Hier wird die Medienwirkungsanalyse ausgesprochen: "Bitte geben Sie jeweils an, wie gut informiert Sie sich zu diesen Themen fühlen." (S. 30) Naiv, wie ich bin, hätte ich gedacht, dass es wichtiger wäre, wie gut die Leute tatsächlich informiert sind, statt wie sie das fühlen. Also mal ein paar konkrete Wissensfragen stellen!

"Auch sich selbst bewertet die Bevölkerung kritisch: 71 Prozent finden, dass Bürgerinnen und Bürger nicht genug für den Umwelt- und Klimaschutz tun." (S. 24) Halt, halt, halt, liebe Autor*innen, das sind die anderen Bürger*innen, nicht man selbst. NIMBY!

Zwei nett suggestive Fragen: "Auf dieser Liste stehen verschiedene mögliche Aufgabenbereiche im Umweltschutz.
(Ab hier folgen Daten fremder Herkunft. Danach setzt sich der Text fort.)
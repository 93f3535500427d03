//! Serial task queues.
//!
//! A queue runs boxed futures one at a time in FIFO order on a dedicated
//! worker task. Two queues never wait on each other, so work on different
//! queues may interleave at any await point.

use futures::future::BoxFuture;
use futures::FutureExt;
use parking_lot::Mutex;
use std::future::Future;
use tokio::sync::{mpsc, oneshot};
use tokio::task::JoinHandle;
use tracing::trace;

enum Job {
    Run(BoxFuture<'static, ()>),
    Drain(oneshot::Sender<()>),
}

/// FIFO executor for asynchronous steps.
pub struct TaskQueue {
    name: &'static str,
    tx: Mutex<Option<mpsc::UnboundedSender<Job>>>,
    worker: Mutex<Option<JoinHandle<()>>>,
}

impl TaskQueue {
    /// Spawn the worker. Must be called inside a tokio runtime.
    pub fn new(name: &'static str) -> Self {
        let (tx, mut rx) = mpsc::unbounded_channel::<Job>();
        let worker = tokio::spawn(async move {
            while let Some(job) = rx.recv().await {
                match job {
                    Job::Run(task) => task.await,
                    Job::Drain(done) => {
                        let _ = done.send(());
                    }
                }
            }
            trace!(queue = name, "task queue stopped");
        });
        Self {
            name,
            tx: Mutex::new(Some(tx)),
            worker: Mutex::new(Some(worker)),
        }
    }

    pub fn name(&self) -> &'static str {
        self.name
    }

    /// Queue `task` behind everything already queued.
    ///
    /// Returns false once the queue is closed.
    pub fn enqueue<F>(&self, task: F) -> bool
    where
        F: Future<Output = ()> + Send + 'static,
    {
        match self.tx.lock().as_ref() {
            Some(tx) => tx.send(Job::Run(task.boxed())).is_ok(),
            None => false,
        }
    }

    /// Wait until every task queued before this call has finished.
    pub async fn drain(&self) {
        let (done, wait) = oneshot::channel();
        let sent = match self.tx.lock().as_ref() {
            Some(tx) => tx.send(Job::Drain(done)).is_ok(),
            None => false,
        };
        if sent {
            let _ = wait.await;
            return;
        }
        // Closed: wait for the worker to run out its backlog.
        let worker = self.worker.lock().take();
        if let Some(worker) = worker {
            let _ = worker.await;
        }
    }

    /// Stop accepting work. Queued tasks still run.
    pub fn close(&self) {
        self.tx.lock().take();
    }

    pub fn is_closed(&self) -> bool {
        self.tx.lock().is_none()
    }
}

impl Drop for TaskQueue {
    fn drop(&mut self) {
        self.close();
    }
}
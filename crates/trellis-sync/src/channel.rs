//! Local broadcast between clients of the same document on one device.

use crate::error::{Result, SyncError};
use parking_lot::{Mutex, RwLock};
use std::collections::HashMap;
use std::sync::atomic::{AtomicBool, AtomicU64, Ordering};
use std::sync::Arc;
use tokio::sync::mpsc;

/// Pub/sub primitive shared by every client of one document.
///
/// Messages are delivered to every other endpoint, never back to the sender.
pub trait EventChannel<M>: Send + Sync + 'static {
    /// Take the receiving half. Can only be called once.
    fn subscribe(&self) -> Result<mpsc::UnboundedReceiver<M>>;

    /// Deliver `message` to every other endpoint.
    fn send_event(&self, message: M) -> Result<()>;

    /// Leave the channel; later sends fail.
    fn shutdown(&self);
}

struct Endpoint<M> {
    tx: mpsc::UnboundedSender<M>,
    connected: Arc<AtomicBool>,
}

type SharedEndpoints<M> = Arc<RwLock<HashMap<u64, Endpoint<M>>>>;

/// In-memory hub standing in for a browser broadcast channel.
pub struct MemoryBroadcast<M> {
    endpoints: SharedEndpoints<M>,
    next_id: AtomicU64,
}

impl<M: Clone + Send + 'static> MemoryBroadcast<M> {
    pub fn new() -> Self {
        Self {
            endpoints: Arc::new(RwLock::new(HashMap::new())),
            next_id: AtomicU64::new(0),
        }
    }

    /// Join the hub with a new endpoint.
    pub fn endpoint(&self) -> MemoryChannel<M> {
        let id = self.next_id.fetch_add(1, Ordering::SeqCst);
        let (tx, rx) = mpsc::unbounded_channel();
        let connected = Arc::new(AtomicBool::new(true));
        self.endpoints.write().insert(
            id,
            Endpoint {
                tx,
                connected: connected.clone(),
            },
        );
        MemoryChannel {
            id,
            endpoints: self.endpoints.clone(),
            rx: Mutex::new(Some(rx)),
            connected,
            closed: AtomicBool::new(false),
        }
    }

    /// Number of endpoints that have not shut down.
    pub fn len(&self) -> usize {
        self.endpoints.read().len()
    }

    pub fn is_empty(&self) -> bool {
        self.len() == 0
    }
}

impl<M: Clone + Send + 'static> Default for MemoryBroadcast<M> {
    fn default() -> Self {
        Self::new()
    }
}

/// One client's endpoint on a [`MemoryBroadcast`].
pub struct MemoryChannel<M> {
    id: u64,
    endpoints: SharedEndpoints<M>,
    rx: Mutex<Option<mpsc::UnboundedReceiver<M>>>,
    connected: Arc<AtomicBool>,
    closed: AtomicBool,
}

impl<M> MemoryChannel<M> {
    /// Simulate a partition: a disconnected endpoint silently drops what it
    /// sends and receives nothing.
    pub fn set_connected(&self, connected: bool) {
        self.connected.store(connected, Ordering::SeqCst);
    }
}

impl<M: Clone + Send + 'static> EventChannel<M> for MemoryChannel<M> {
    fn subscribe(&self) -> Result<mpsc::UnboundedReceiver<M>> {
        self.rx
            .lock()
            .take()
            .ok_or_else(|| SyncError::Internal("channel already subscribed".into()))
    }

    fn send_event(&self, message: M) -> Result<()> {
        if self.closed.load(Ordering::SeqCst) {
            return Err(SyncError::ChannelClosed("local channel".into()));
        }
        if !self.connected.load(Ordering::SeqCst) {
            return Ok(());
        }
        let endpoints = self.endpoints.read();
        for (id, endpoint) in endpoints.iter() {
            if *id == self.id || !endpoint.connected.load(Ordering::SeqCst) {
                continue;
            }
            // A dropped receiver only means that client is gone.
            let _ = endpoint.tx.send(message.clone());
        }
        Ok(())
    }

    fn shutdown(&self) {
        self.closed.store(true, Ordering::SeqCst);
        self.endpoints.write().remove(&self.id);
    }
}

#[cfg(test)]
mod tests {
    use super::*;

    #[tokio::test]
    async fn test_broadcast_skips_sender() {
        let hub = MemoryBroadcast::<u32>::new();
        let a = hub.endpoint();
        let b = hub.endpoint();
        let c = hub.endpoint();
        let mut rx_a = a.subscribe().unwrap();
        let mut rx_b = b.subscribe().unwrap();
        let mut rx_c = c.subscribe().unwrap();

        a.send_event(7).unwrap();

        assert_eq!(rx_b.recv().await, Some(7));
        assert_eq!(rx_c.recv().await, Some(7));
        assert!(rx_a.try_recv().is_err());
    }

    #[test]
    fn test_subscribe_once() {
        let hub = MemoryBroadcast::<u32>::new();
        let a = hub.endpoint();
        assert!(a.subscribe().is_ok());
        assert!(a.subscribe().is_err());
    }

    #[test]
    fn test_shutdown_leaves_hub() {
        let hub = MemoryBroadcast::<u32>::new();
        let a = hub.endpoint();
        let _b = hub.endpoint();
        assert_eq!(hub.len(), 2);

        a.shutdown();
        assert_eq!(hub.len(), 1);
        assert!(matches!(a.send_event(1), Err(SyncError::ChannelClosed(_))));
    }

    #[tokio::test]
    async fn test_partition() {
        let hub = MemoryBroadcast::<u32>::new();
        let a = hub.endpoint();
        let b = hub.endpoint();
        let mut rx_b = b.subscribe().unwrap();

        b.set_connected(false);
        a.send_event(1).unwrap();
        assert!(rx_b.try_recv().is_err());

        b.set_connected(true);
        a.send_event(2).unwrap();
        assert_eq!(rx_b.recv().await, Some(2));
    }
}
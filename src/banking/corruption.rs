// 🧨 Error Injection - a dirty copy of loan payments for exercising data-quality tooling

use crate::banking::loan_payments::LoanPayment;
use crate::random::{round_to, Sampler};
use serde::{Deserialize, Serialize};

/// Loan payment with every column as text so malformed values survive the CSV round trip
#[derive(Debug, Clone, PartialEq, Serialize, Deserialize)]
pub struct RawLoanPayment {
    pub transaction_id: String,
    pub account_id: String,
    pub transaction_date: String,
    pub transaction_time: String,
    pub amount: String,
    pub debit_credit: String,
    pub status: String,
    pub description: String,
    pub immediate_payment: String,
    pub transaction_cost: String,
    pub channel: String,
    pub loan_id: String,
    pub customer_id: String,
    pub loan_type: String,
    pub payment_type: String,
    pub payment_automation: String,
    pub is_recovery_attempt: String,
}

impl From<&LoanPayment> for RawLoanPayment {
    fn from(p: &LoanPayment) -> Self {
        RawLoanPayment {
            transaction_id: p.transaction_id.clone(),
            account_id: p.account_id.clone(),
            transaction_date: p.transaction_date.format("%Y-%m-%d").to_string(),
            transaction_time: p.transaction_time.format("%H:%M:%S").to_string(),
            amount: p.amount.to_string(),
            debit_credit: p.debit_credit.clone(),
            status: p.status.clone(),
            description: p.description.clone(),
            immediate_payment: p.immediate_payment.to_string(),
            transaction_cost: p.transaction_cost.to_string(),
            channel: p.channel.clone(),
            loan_id: p.loan_id.clone(),
            customer_id: p.customer_id.clone(),
            loan_type: p.loan_type.as_str().to_string(),
            payment_type: p.payment_type.as_str().to_string(),
            payment_automation: format!("{:?}", p.payment_automation).to_lowercase(),
            is_recovery_attempt: p.is_recovery_attempt.to_string(),
        }
    }
}

// ============================================================================
// INJECTION RATES
// ============================================================================

const MISSING_RATE: f64 = 0.02;
const DUPLICATE_ID_RATE: f64 = 0.01;
const BAD_AMOUNT_RATE: f64 = 0.005;
const BAD_DATE_RATE: f64 = 0.003;
const BAD_TIME_RATE: f64 = 0.01;
const CHANNEL_CASE_RATE: f64 = 0.008;
const STATUS_CASE_RATE: f64 = 0.005;
const CURRENCY_AMOUNT_RATE: f64 = 0.003;
const CURRENCY_COST_RATE: f64 = 0.002;
const WHITESPACE_RATE: f64 = 0.02;
const INVALID_LOAN_RATE: f64 = 0.002;
const BOOLEAN_VARIANT_RATE: f64 = 0.01;
const PADDED_ID_RATE: f64 = 0.005;

const BAD_TIMES: [&str; 4] = ["25:30:00", "12:65:30", "12:30:70", "Invalid Time"];
const CHANNEL_VARIANTS: [&str; 5] = ["ONLINE", "mobile", "Branch Office", "atm", ""];
const STATUS_VARIANTS: [&str; 5] = ["COMPLETED", "failed", "Success", "Pending", ""];
const BOOLEAN_VARIANTS: [&str; 8] = ["TRUE", "FALSE", "Yes", "No", "1", "0", "true", "false"];

/// Distinct row indices, `rate` of the table
fn pick_rows(rng: &mut Sampler, n: usize, rate: f64) -> Vec<usize> {
    let k = (n as f64 * rate) as usize;
    let indices: Vec<usize> = (0..n).collect();
    rng.sample(&indices, k.min(n))
}

pub fn corrupt_payments(payments: &[LoanPayment], rng: &mut Sampler) -> Vec<RawLoanPayment> {
    let mut rows: Vec<RawLoanPayment> = payments.iter().map(RawLoanPayment::from).collect();
    let n = rows.len();
    if n == 0 {
        return rows;
    }

    for i in pick_rows(rng, n, MISSING_RATE) {
        rows[i].transaction_time.clear();
    }
    for i in pick_rows(rng, n, MISSING_RATE) {
        rows[i].description.clear();
    }
    for i in pick_rows(rng, n, MISSING_RATE) {
        rows[i].channel.clear();
    }

    for i in pick_rows(rng, n, DUPLICATE_ID_RATE).into_iter().filter(|i| *i > 0) {
        rows[i].transaction_id = rows[i - 1].transaction_id.clone();
    }

    for i in pick_rows(rng, n, BAD_AMOUNT_RATE) {
        let amount: f64 = rows[i].amount.parse().unwrap_or(0.0);
        rows[i].amount = if rng.chance(0.5) {
            "0".to_string()
        } else {
            (-amount.abs()).to_string()
        };
    }

    for i in pick_rows(rng, n, BAD_DATE_RATE) {
        rows[i].transaction_date = if rng.chance(0.5) { "2030-12-31" } else { "2024-13-45" }.to_string();
    }
    for i in pick_rows(rng, n, BAD_TIME_RATE) {
        rows[i].transaction_time = rng.pick(&BAD_TIMES).to_string();
    }
    for i in pick_rows(rng, n, CHANNEL_CASE_RATE) {
        rows[i].channel = rng.pick(&CHANNEL_VARIANTS).to_string();
    }
    for i in pick_rows(rng, n, STATUS_CASE_RATE) {
        rows[i].status = rng.pick(&STATUS_VARIANTS).to_string();
    }

    for i in pick_rows(rng, n, CURRENCY_AMOUNT_RATE) {
        rows[i].amount = format!("R{}", rows[i].amount);
    }
    for i in pick_rows(rng, n, CURRENCY_COST_RATE) {
        let cost: f64 = rows[i].transaction_cost.parse().unwrap_or(0.0);
        rows[i].transaction_cost = format!("${:.2}", round_to(cost, 2));
    }

    for i in pick_rows(rng, n, WHITESPACE_RATE) {
        rows[i].description = format!("  {}  ", rows[i].description);
    }
    for i in pick_rows(rng, n, INVALID_LOAN_RATE) {
        rows[i].loan_id = format!("INVALID_LOAN_{}", rng.int(1000, 9999));
    }
    for i in pick_rows(rng, n, BOOLEAN_VARIANT_RATE) {
        rows[i].immediate_payment = rng.pick(&BOOLEAN_VARIANTS).to_string();
    }
    for i in pick_rows(rng, n, PADDED_ID_RATE) {
        rows[i].transaction_id = format!(" {} ", rows[i].transaction_id);
    }

    tracing::info!(rows = n, "corrupted copy prepared");
    rows
}

#[cfg(test)]
mod tests {
    use super::*;
    use crate::banking::loan_payments::tests::create_test_payments;

    #[test]
    fn test_corruption_keeps_row_count() {
        let (_, payments) = create_test_payments(2019);
        let mut rng = Sampler::seeded(77);
        let raw = corrupt_payments(&payments, &mut rng);
        assert_eq!(raw.len(), payments.len());
    }

    #[test]
    fn test_injected_values_are_recognisably_dirty() {
        let (_, payments) = create_test_payments(2019);
        if payments.len() < 500 {
            return;
        }
        let mut rng = Sampler::seeded(5);
        let raw = corrupt_payments(&payments, &mut rng);

        let blank_channels = raw.iter().filter(|r| r.channel.is_empty()).count();
        assert!(blank_channels > 0, "some channels blanked");
        let padded = raw.iter().filter(|r| r.description.starts_with("  ")).count();
        assert!(padded > 0, "some descriptions padded");
        let clean = raw
            .iter()
            .zip(payments.iter())
            .filter(|(r, p)| r.transaction_id == p.transaction_id && r.amount == p.amount.to_string())
            .count();
        assert!(clean as f64 > raw.len() as f64 * 0.9, "most rows untouched");
        println!("✅ Error injection PASSED ({} blank channels)", blank_channels);
    }

    #[test]
    fn test_empty_input() {
        let mut rng = Sampler::seeded(1);
        assert!(corrupt_payments(&[], &mut rng).is_empty());
    }
}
Bitte geben Sie jeweils an, wie wichtig die jeweilige Aufgabe aus Ihrer Sicht ist. […] am Ausstieg aus der Atomkraft festhalten [sic!]" (S. 35) Übrigens nicht in der Liste steht: Verkehr vermindern. "In welchen Bereichen sind aus Ihrer Sicht dringend Veränderungen erforderlich, um ein gutes Leben für alle zu ermöglichen? […] Digitalisierung voranbringen" (S. 43) Das mag man insbesondere in der Grundschule anders sehen.

Die Grundgesamtheit, bezüglich der die Studie repräsentativ sein soll, sind nicht alle Leute, sondern die "Bevölkerung in Deutschland ab 14 Jahren mit Internetzugang" (S. 13). Und wenn von "x Prozent der Befragten" die Rede ist, habe ich immer den Verdacht, dass "x Prozent der Antwortenden" gemeint sind, und die nicht antwortenden Befragten wie üblich unter den Tisch fallen. Vielleicht ist das hier bei forsa.omninet anders; weiß ich nicht.

Diesen Satz bitte dick unterstreichen: "Auch wenn Menschen mit höherem Einkommen ein höheres Umweltbewusstsein zum Ausdruck bringen (Kapitel 6.4), handeln Menschen mit niedrigerem Einkommen in der Regel umweltfreundlicher, da sie deutlich weniger CO₂-Äquivalente ausstoßen." (S. 58) Wobei wir eigentlich alle unabhängig vom Einkommen nur so Pi mal Daumen 20 Liter CO₂ pro Person und Stunde ausstoßen. Das, was der Satz besagen soll, hätte man geschickter formulieren können.

Kommentar vom 2023-08-05, 17:37

Jaja, die Umfragen. Dieses Medien-Hobby könnte gut und gerne wieder verschwinden. Es ist reinstes Click-Baiting.
Da werden nur Ja/Nein-Fragen gestellt und dann eine Spaltung der Gesellschaft angeprangert.
"Sind sie für oder gegen Kernkraftwerke?" Differenzierte Betrachtungsweisen werden gar nicht zugelassen - sehr traurig.
Und das Schlimmste ist, dass sehr viele Politiker diese Umfragen als To-Do-Liste interpretieren.

Kommentar vom 2023-08-07, 21:19

Nun wählen wir ja auch den oder die, von denen wir die beste Regierung vermuten, und nicht etwa die erwiesenermaßen beste Regierung. Alle Alternativen zu diesem Ansatz haben ja gewisse Probleme. Von daher ist es aber nicht verwunderlich, dass die Regierung eher an der gefühlten Bereitschaft zum Umweltschutz interessiert ist.